强化家庭治疗对精神病康复者自我效能的影响

这项研究评估了与精神照护相比,向精神病患者提供强化家庭治疗(IHT)是否对自我效能有更大的影响。自我效能感是与IHT的目标之一密切相关的心理概念。此外,还研究了不同精神障碍患者对自我效能的不同影响以及自我效能与症状恢复或生活质量之间的关联。数据来自Zelen双重同意随机对照试验(RCT),该试验评估了IHT与CAU相比对经历精神病患者的影响。在基线,6和26周的随访中收集数据。使用心理健康信心量表测量自我效能。使用5维EuroQol仪器和简短精神病评定量表(BPRS)来衡量生活质量和症状恢复。我们使用线性混合建模来估计与自我效能感的关联。使用了142名参与者的数据。总体而言,就自我效能而言,IHT和CAU之间没有差异(B = − 0.08,SE = 0.15,p = 0.57),并且自我效能在26周内没有变化(B = − 0.01, SE = 0.12,t(103.95)=-0.06,p = 0.95)。然而,对于患有不同精神障碍的患者,其自我效能随时间的变化存在差异(F(8,219.33)= 3.75,p <0.001)。此外,自我效能感与症状恢复(总BPRS B = − 0.10,SE = 0.02,p <0.00)和生活质量(B = 0.14,SE = 0.01,p <0.001)密切相关。尽管自我效能感与症状恢复和生活质量相关,但与CAU相比,IHT对自我效能感没有补充作用。这一结果提出了一个问题,即是否应该以及如何将危机护理调整为增强自我效能感,同时要牢记抑郁症,躁郁症,人格和精神分裂症谱系及其他精神病患者的自我效能感的发展。研究结果应谨慎考虑。这项研究缺乏足够的能力来测试自我效能的小变化,并且一些精神障碍的样本量很小。试用注册该试用在Trialregister.nl上注册,编号NL6020。
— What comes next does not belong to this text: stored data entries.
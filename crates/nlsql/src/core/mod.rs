//! Core abstractions shared by every dialect.
//!
//! - [`schema`]: introspected tables and columns, canonical DDL rendering
//! - [`value`]: dialect-neutral result values
//! - [`traits`]: adapter, session-handle, cursor and translator traits
//! - [`catalog`]: adapter registry
//!
//! Driver modules (`drivers/postgres`, `drivers/mysql`) implement these
//! traits; nothing in here depends on a particular engine.

pub mod catalog;
pub mod schema;
pub mod traits;
pub mod value;

pub use catalog::AdapterRegistry;
pub use schema::{ColumnDef, SchemaDocument, TableDef};
pub use traits::{
    ColumnInfo, DialectAdapter, DialectConnection, ResultCursor, SessionHandle, SqlTranslator,
};
pub use value::{QueryResult, Row, Scalar, Value};
//! Result-set decoding into dialect-neutral rows.
//!
//! [`ResultCodec`] walks a [`ResultCursor`] once, front to back, and turns
//! every cell into a [`Value`]:
//!
//! - SQL NULL becomes [`Value::Null`], whatever the column type
//! - columns whose type name is in the renderer table become [`Value::Text`]
//! - everything else is passed through as [`Value::Native`]
//!
//! Result headers are unique: a repeated column name gets a `_2`, `_3`, ...
//! suffix so each row serializes as a JSON object with one key per column.
//!
//! The renderer table is keyed by the database-reported type name
//! (case-insensitive), so dialect-specific names are added with
//! [`ResultCodec::register`] rather than by touching the traversal.

use std::collections::{HashMap, HashSet};

use tracing::debug;

use crate::core::traits::ResultCursor;
use crate::core::value::{QueryResult, Row, Scalar, Value};
use crate::error::Result;

/// Converts a non-NULL scalar into its textual form.
pub type Renderer = fn(&Scalar) -> String;

/// Plain `Display` rendering.
pub fn render_display(value: &Scalar) -> String {
    value.to_string()
}

/// Bytes as (lossy) UTF-8 text; other scalars via `Display`.
pub fn render_utf8(value: &Scalar) -> String {
    match value {
        Scalar::Bytes(b) => String::from_utf8_lossy(b).into_owned(),
        other => other.to_string(),
    }
}

/// Character, UUID and date/time type names.
const DISPLAY_TYPES: &[&str] = &[
    "VARCHAR",
    "TEXT",
    "CHAR",
    "BPCHAR",
    "NAME",
    "UUID",
    "TIMESTAMP",
    "TIMESTAMPTZ",
    "DATETIME",
    "DATE",
    "TIME",
];

/// Opaque binary type names.
const BINARY_TYPES: &[&str] = &["BYTEA", "BLOB", "BINARY", "VARBINARY"];

/// Type-aware cursor decoder.
#[derive(Debug, Clone)]
pub struct ResultCodec {
    renderers: HashMap<String, Renderer>,
}

impl Default for ResultCodec {
    fn default() -> Self {
        Self::with_builtins()
    }
}

impl ResultCodec {
    /// Codec with an empty renderer table: every value passes through.
    pub fn passthrough() -> Self {
        Self {
            renderers: HashMap::new(),
        }
    }

    /// Codec with the built-in character, UUID, temporal and binary renderers.
    pub fn with_builtins() -> Self {
        let mut codec = Self::passthrough();
        for name in DISPLAY_TYPES {
            codec.register(name, render_display);
        }
        for name in BINARY_TYPES {
            codec.register(name, render_utf8);
        }
        codec
    }

    /// Render values of `type_name` columns to text with `renderer`.
    pub fn register(&mut self, type_name: &str, renderer: Renderer) {
        self.renderers.insert(type_name.to_ascii_uppercase(), renderer);
    }

    /// Renderer for a type name, if it is rendered as text.
    pub fn renderer_for(&self, type_name: &str) -> Option<Renderer> {
        self.renderers.get(&type_name.to_ascii_uppercase()).copied()
    }

    /// Classify one cell.
    pub fn convert(&self, type_name: &str, value: Option<Scalar>) -> Value {
        match value {
            None => Value::Null,
            Some(v) => match self.renderer_for(type_name) {
                Some(render) => Value::Text(render(&v)),
                None => Value::Native(v),
            },
        }
    }

    /// Drain `cursor` into a [`QueryResult`].
    ///
    /// Any row error aborts the whole conversion; no partial result is
    /// returned.
    pub fn decode<C: ResultCursor + ?Sized>(&self, cursor: &mut C) -> Result<QueryResult> {
        let columns = cursor.columns().to_vec();
        let headers = unique_headers(columns.iter().map(|c| c.name.as_str()));
        let renderers: Vec<Option<Renderer>> = columns
            .iter()
            .map(|c| self.renderer_for(&c.type_name))
            .collect();

        let mut rows = Vec::new();
        while let Some(raw) = cursor.next_row()? {
            let mut row = Row::with_capacity(columns.len());
            for ((name, render), cell) in headers.iter().zip(&renderers).zip(raw) {
                let value = match (cell, render) {
                    (None, _) => Value::Null,
                    (Some(v), Some(render)) => Value::Text(render(&v)),
                    (Some(v), None) => Value::Native(v),
                };
                row.push(name.clone(), value);
            }
            rows.push(row);
        }

        debug!("Decoded {} rows x {} columns", rows.len(), columns.len());

        Ok(QueryResult { headers, rows })
    }
}

/// Column names with repeats suffixed (`a`, `a_2`, `a_3`), skipping any
/// suffix that is already a real column name.
fn unique_headers<'a>(names: impl Iterator<Item = &'a str> + Clone) -> Vec<String> {
    let mut taken: HashSet<String> = names.clone().map(str::to_string).collect();
    let mut seen: HashSet<&str> = HashSet::new();
    let mut headers = Vec::new();

    for name in names {
        if seen.insert(name) {
            headers.push(name.to_string());
            continue;
        }
        let mut n = 2;
        let renamed = loop {
            let candidate = format!("{}_{}", name, n);
            if !taken.contains(&candidate) {
                break candidate;
            }
            n += 1;
        };
        taken.insert(renamed.clone());
        headers.push(renamed);
    }
    headers
}
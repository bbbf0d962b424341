//! PostgreSQL driver.
//!
//! - [`PostgresAdapter`]: connection strings, connect, schema introspection
//! - [`PostgresConnection`]: pooled handle that executes queries
//! - [`TableGrouper`]: streaming group-by behind introspection

mod adapter;
mod diagnostics;
mod introspect;
mod rows;

pub use adapter::PostgresAdapter;
pub use introspect::TableGrouper;
pub use rows::PostgresConnection;
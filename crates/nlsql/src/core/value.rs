//! Dialect-neutral result values.
//!
//! Drivers decode each non-NULL cell into a [`Scalar`]; the result codec then
//! classifies it into a [`Value`] based on the column's reported type name.
//! Everything here serializes to plain JSON: `null`, strings, numbers and
//! booleans.

use std::fmt;

use base64::engine::general_purpose::STANDARD as BASE64;
use base64::Engine;
use serde::ser::{SerializeMap, Serializer};
use serde::Serialize;

/// A decoded, non-NULL cell as the driver produced it.
#[derive(Debug, Clone, PartialEq)]
pub enum Scalar {
    Bool(bool),
    Int(i64),
    UInt(u64),
    Float(f64),
    Text(String),
    Bytes(Vec<u8>),
}

impl fmt::Display for Scalar {
    fn fmt(&self, f: &mut fmt::Formatter<'_>) -> fmt::Result {
        match self {
            Scalar::Bool(v) => write!(f, "{}", v),
            Scalar::Int(v) => write!(f, "{}", v),
            Scalar::UInt(v) => write!(f, "{}", v),
            Scalar::Float(v) => write!(f, "{}", v),
            Scalar::Text(v) => f.write_str(v),
            Scalar::Bytes(v) => f.write_str(&String::from_utf8_lossy(v)),
        }
    }
}

impl Serialize for Scalar {
    fn serialize<S: Serializer>(&self, serializer: S) -> Result<S::Ok, S::Error> {
        match self {
            Scalar::Bool(v) => serializer.serialize_bool(*v),
            Scalar::Int(v) => serializer.serialize_i64(*v),
            Scalar::UInt(v) => serializer.serialize_u64(*v),
            Scalar::Float(v) => serializer.serialize_f64(*v),
            Scalar::Text(v) => serializer.serialize_str(v),
            // Opaque bytes outside the text-render table; JSON has no byte type.
            Scalar::Bytes(v) => serializer.serialize_str(&BASE64.encode(v)),
        }
    }
}

impl From<bool> for Scalar {
    fn from(v: bool) -> Self {
        Scalar::Bool(v)
    }
}

impl From<i64> for Scalar {
    fn from(v: i64) -> Self {
        Scalar::Int(v)
    }
}

/// Widened through the shortest decimal form, so `0.1f32` stays `0.1`
/// rather than `0.10000000149011612`.
impl From<f32> for Scalar {
    fn from(v: f32) -> Self {
        Scalar::Float(v.to_string().parse().unwrap_or(f64::from(v)))
    }
}

impl From<f64> for Scalar {
    fn from(v: f64) -> Self {
        Scalar::Float(v)
    }
}

impl From<String> for Scalar {
    fn from(v: String) -> Self {
        Scalar::Text(v)
    }
}

impl From<&str> for Scalar {
    fn from(v: &str) -> Self {
        Scalar::Text(v.to_string())
    }
}

impl From<Vec<u8>> for Scalar {
    fn from(v: Vec<u8>) -> Self {
        Scalar::Bytes(v)
    }
}

/// A cell of a [`QueryResult`].
#[derive(Debug, Clone, PartialEq)]
pub enum Value {
    /// SQL NULL.
    Null,
    /// Value rendered to text because of its column type.
    Text(String),
    /// Scalar passed through as decoded.
    Native(Scalar),
}

impl Value {
    pub fn is_null(&self) -> bool {
        matches!(self, Value::Null)
    }

    /// Borrow the string content of a `Text` value.
    pub fn as_text(&self) -> Option<&str> {
        match self {
            Value::Text(s) => Some(s),
            _ => None,
        }
    }
}

impl Serialize for Value {
    fn serialize<S: Serializer>(&self, serializer: S) -> Result<S::Ok, S::Error> {
        match self {
            Value::Null => serializer.serialize_none(),
            Value::Text(s) => serializer.serialize_str(s),
            Value::Native(v) => v.serialize(serializer),
        }
    }
}

/// One result row: column name to value, in cursor column order.
#[derive(Debug, Clone, Default, PartialEq)]
pub struct Row {
    cells: Vec<(String, Value)>,
}

impl Row {
    pub fn with_capacity(capacity: usize) -> Self {
        Self {
            cells: Vec::with_capacity(capacity),
        }
    }

    pub fn push(&mut self, column: impl Into<String>, value: Value) {
        self.cells.push((column.into(), value));
    }

    /// Value of the first column with the given name.
    pub fn get(&self, column: &str) -> Option<&Value> {
        self.cells
            .iter()
            .find(|(name, _)| name == column)
            .map(|(_, v)| v)
    }

    pub fn len(&self) -> usize {
        self.cells.len()
    }

    pub fn is_empty(&self) -> bool {
        self.cells.is_empty()
    }

    pub fn columns(&self) -> impl Iterator<Item = &str> {
        self.cells.iter().map(|(name, _)| name.as_str())
    }

    pub fn iter(&self) -> impl Iterator<Item = (&str, &Value)> {
        self.cells.iter().map(|(name, v)| (name.as_str(), v))
    }
}

impl Serialize for Row {
    fn serialize<S: Serializer>(&self, serializer: S) -> Result<S::Ok, S::Error> {
        let mut map = serializer.serialize_map(Some(self.cells.len()))?;
        for (name, value) in &self.cells {
            map.serialize_entry(name, value)?;
        }
        map.end()
    }
}

/// Decoded result set.
///
/// `rows` is always present; an empty result serializes as `"rows": []`.
#[derive(Debug, Clone, Default, PartialEq, Serialize)]
pub struct QueryResult {
    pub headers: Vec<String>,
    pub rows: Vec<Row>,
}

impl QueryResult {
    pub fn row_count(&self) -> usize {
        self.rows.len()
    }
}
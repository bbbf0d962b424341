//! Core traits for dialect-agnostic database access.
//!
//! - [`DialectAdapter`]: connection strings, connection setup and schema
//!   introspection for one database engine
//! - [`SessionHandle`]: a live connection the session manager can close
//! - [`DialectConnection`]: live connection of a dialect registered from
//!   outside this crate
//! - [`ResultCursor`]: forward-only access to a result set for the codec
//! - [`SqlTranslator`]: the natural-language to SQL collaborator
//!
//! # Design Patterns
//!
//! - **Abstract Factory**: the adapter registry hands out one adapter per dialect
//! - **Strategy**: adapters provide interchangeable connection and catalog logic

use std::any::Any;

use async_trait::async_trait;

use crate::codec::ResultCodec;
use crate::config::{ConnectionConfig, PoolConfig};
use crate::drivers::Connection;
use crate::error::Result;

use super::schema::SchemaDocument;
use super::value::{QueryResult, Scalar};

/// Per-dialect connection and introspection strategy.
#[async_trait]
pub trait DialectAdapter: Send + Sync {
    /// Get the dialect identifier (e.g., "postgres", "mysql").
    fn name(&self) -> &str;

    /// Format credentials and address in the driver's connection string form.
    ///
    /// Pure and deterministic; credentials are only checked by [`open`](Self::open).
    fn connection_string(&self, config: &ConnectionConfig) -> String;

    /// Open a connection and verify it is live.
    async fn open(&self, config: &ConnectionConfig, pool: &PoolConfig) -> Result<Connection>;

    /// Enumerate tables and columns of the connected database.
    async fn introspect_schema(&self, conn: &Connection) -> Result<SchemaDocument>;
}

/// Live connection for a dialect the built-in [`Connection`] variants do
/// not cover. An adapter registered at runtime wraps its handle in
/// [`Connection::External`].
#[async_trait]
pub trait DialectConnection: Send + Sync + 'static {
    /// Dialect tag of the engine behind this connection.
    fn dialect(&self) -> &str;

    /// Run caller-supplied SQL and decode the result set with `codec`.
    async fn execute(&self, sql: &str, codec: &ResultCodec) -> Result<QueryResult>;

    /// Release the underlying connection.
    async fn close(&self);

    /// Lets the owning adapter downcast back to its concrete type for
    /// introspection.
    fn as_any(&self) -> &dyn Any;
}

/// A connection owned by the session manager.
#[async_trait]
pub trait SessionHandle: Send + Sync + 'static {
    /// Release the underlying connection. Called at most once per handle.
    async fn close(&self);
}

/// Name and database-reported type of a result column.
#[derive(Debug, Clone, PartialEq, Eq)]
pub struct ColumnInfo {
    pub name: String,
    /// Type name as the driver reports it (e.g. `VARCHAR`, `INT4`).
    pub type_name: String,
}

impl ColumnInfo {
    pub fn new(name: impl Into<String>, type_name: impl Into<String>) -> Self {
        Self {
            name: name.into(),
            type_name: type_name.into(),
        }
    }
}

/// Forward-only view of an executed query.
pub trait ResultCursor {
    /// Result columns in select-list order.
    fn columns(&self) -> &[ColumnInfo];

    /// Decode the next row, one entry per column, `None` for SQL NULL.
    ///
    /// Returns `Ok(None)` once the cursor is exhausted.
    fn next_row(&mut self) -> Result<Option<Vec<Option<Scalar>>>>;
}

/// Translates a question into SQL for the given schema and dialect.
#[async_trait]
pub trait SqlTranslator: Send + Sync {
    async fn translate(&self, question: &str, schema: &str, dialect: &str) -> Result<String>;
}
//! nlsql CLI - inspect and query a database through the nlsql adapters.

use clap::{Parser, Subcommand};
use nlsql::{Config, NlsqlError, QueryService};
use std::path::PathBuf;
use std::process::ExitCode;
use std::time::Instant;
use tracing::{info, Level};

#[derive(Parser)]
#[command(name = "nlsql")]
#[command(about = "Database adapter and dynamic result toolkit for natural-language SQL")]
#[command(version)]
struct Cli {
    /// Path to YAML configuration file
    #[arg(short, long, default_value = "nlsql.yaml")]
    config: PathBuf,

    /// Log format: text or json
    #[arg(long, default_value = "text")]
    log_format: String,

    /// Log verbosity: debug, info, warn, error
    #[arg(long, default_value = "info")]
    verbosity: String,

    #[command(subcommand)]
    command: Commands,
}

#[derive(Subcommand)]
enum Commands {
    /// Connect to the configured database and report latency
    HealthCheck,

    /// Print the live schema as CREATE TABLE statements
    Schema,

    /// Execute SQL and print the result as JSON
    Query {
        /// SQL text to execute
        sql: String,

        /// Pretty-print the JSON result
        #[arg(long)]
        pretty: bool,
    },
}

#[tokio::main]
async fn main() -> ExitCode {
    match run().await {
        Ok(()) => ExitCode::SUCCESS,
        Err(e) => {
            eprintln!("{}", e.format_detailed());
            ExitCode::from(e.exit_code())
        }
    }
}

async fn run() -> Result<(), NlsqlError> {
    let cli = Cli::parse();

    setup_logging(&cli.verbosity, &cli.log_format);

    let config = Config::load(&cli.config)?;
    info!("Loaded configuration from {:?}", cli.config);

    let service = QueryService::from_config(&config);
    let started = Instant::now();
    service.connect(&config.database).await?;
    let latency_ms = started.elapsed().as_millis();

    // Close the session on both success and failure paths.
    let result = execute(&service, cli.command, latency_ms).await;
    service.shutdown().await;
    result
}

async fn execute(
    service: &QueryService,
    command: Commands,
    latency_ms: u128,
) -> Result<(), NlsqlError> {
    match command {
        Commands::HealthCheck => {
            let dialect = service.dialect().await.unwrap_or_default();
            println!("Health Check Results:");
            println!("  Database ({}): OK ({}ms)", dialect, latency_ms);
        }
        Commands::Schema => {
            print!("{}", service.schema_text().await?);
        }
        Commands::Query { sql, pretty } => {
            let result = service.execute_query(&sql).await?;
            let json = if pretty {
                serde_json::to_string_pretty(&result)?
            } else {
                serde_json::to_string(&result)?
            };
            println!("{}", json);
        }
    }
    Ok(())
}

/// Logs go to stderr so stdout carries only command output.
fn setup_logging(verbosity: &str, format: &str) {
    let level = match verbosity.to_lowercase().as_str() {
        "debug" => Level::DEBUG,
        "info" => Level::INFO,
        "warn" => Level::WARN,
        "error" => Level::ERROR,
        _ => Level::INFO,
    };

    let subscriber = tracing_subscriber::fmt()
        .with_max_level(level)
        .with_target(false)
        .with_writer(std::io::stderr);

    if format == "json" {
        subscriber.json().init();
    } else {
        subscriber.init();
    }
}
这一结果提出了一个问题,即是否应该以及如何将危机护理调整为增强自我效能感,同时要牢记抑郁症,躁郁症,人格和精神分裂症谱系及其他精神病患者的自我效能感的发展。研究结果应谨慎考虑。这项研究缺乏足够的能力来测试自我效能的小变化,并且一些精神障碍的样本量很小。试用注册该试用在Trialregister.nl上注册,编号NL6020。这一结果提出了一个问题,即是否应该以及如何将危机护理调整为增强自我效能感,同时要牢记抑郁症,躁郁症,人格和精神分裂症谱系及其他精神病患者的自我效能感的发展。研究结果应谨慎考虑。这项研究缺乏足够的能力来测试自我效能的小变化,并且一些精神障碍的样本量很小。试用注册该试用在Trialregister.nl上注册,编号NL6020。这项研究缺乏足够的能力来测试自我效能的小变化,并且一些精神障碍的样本量很小。试用注册该试用在Trialregister.nl上注册,编号NL6020。这项研究缺乏足够的能力来测试自我效能的小变化,并且一些精神障碍的样本量很小。试用注册该试用在Trialregister.nl上注册,编号NL6020。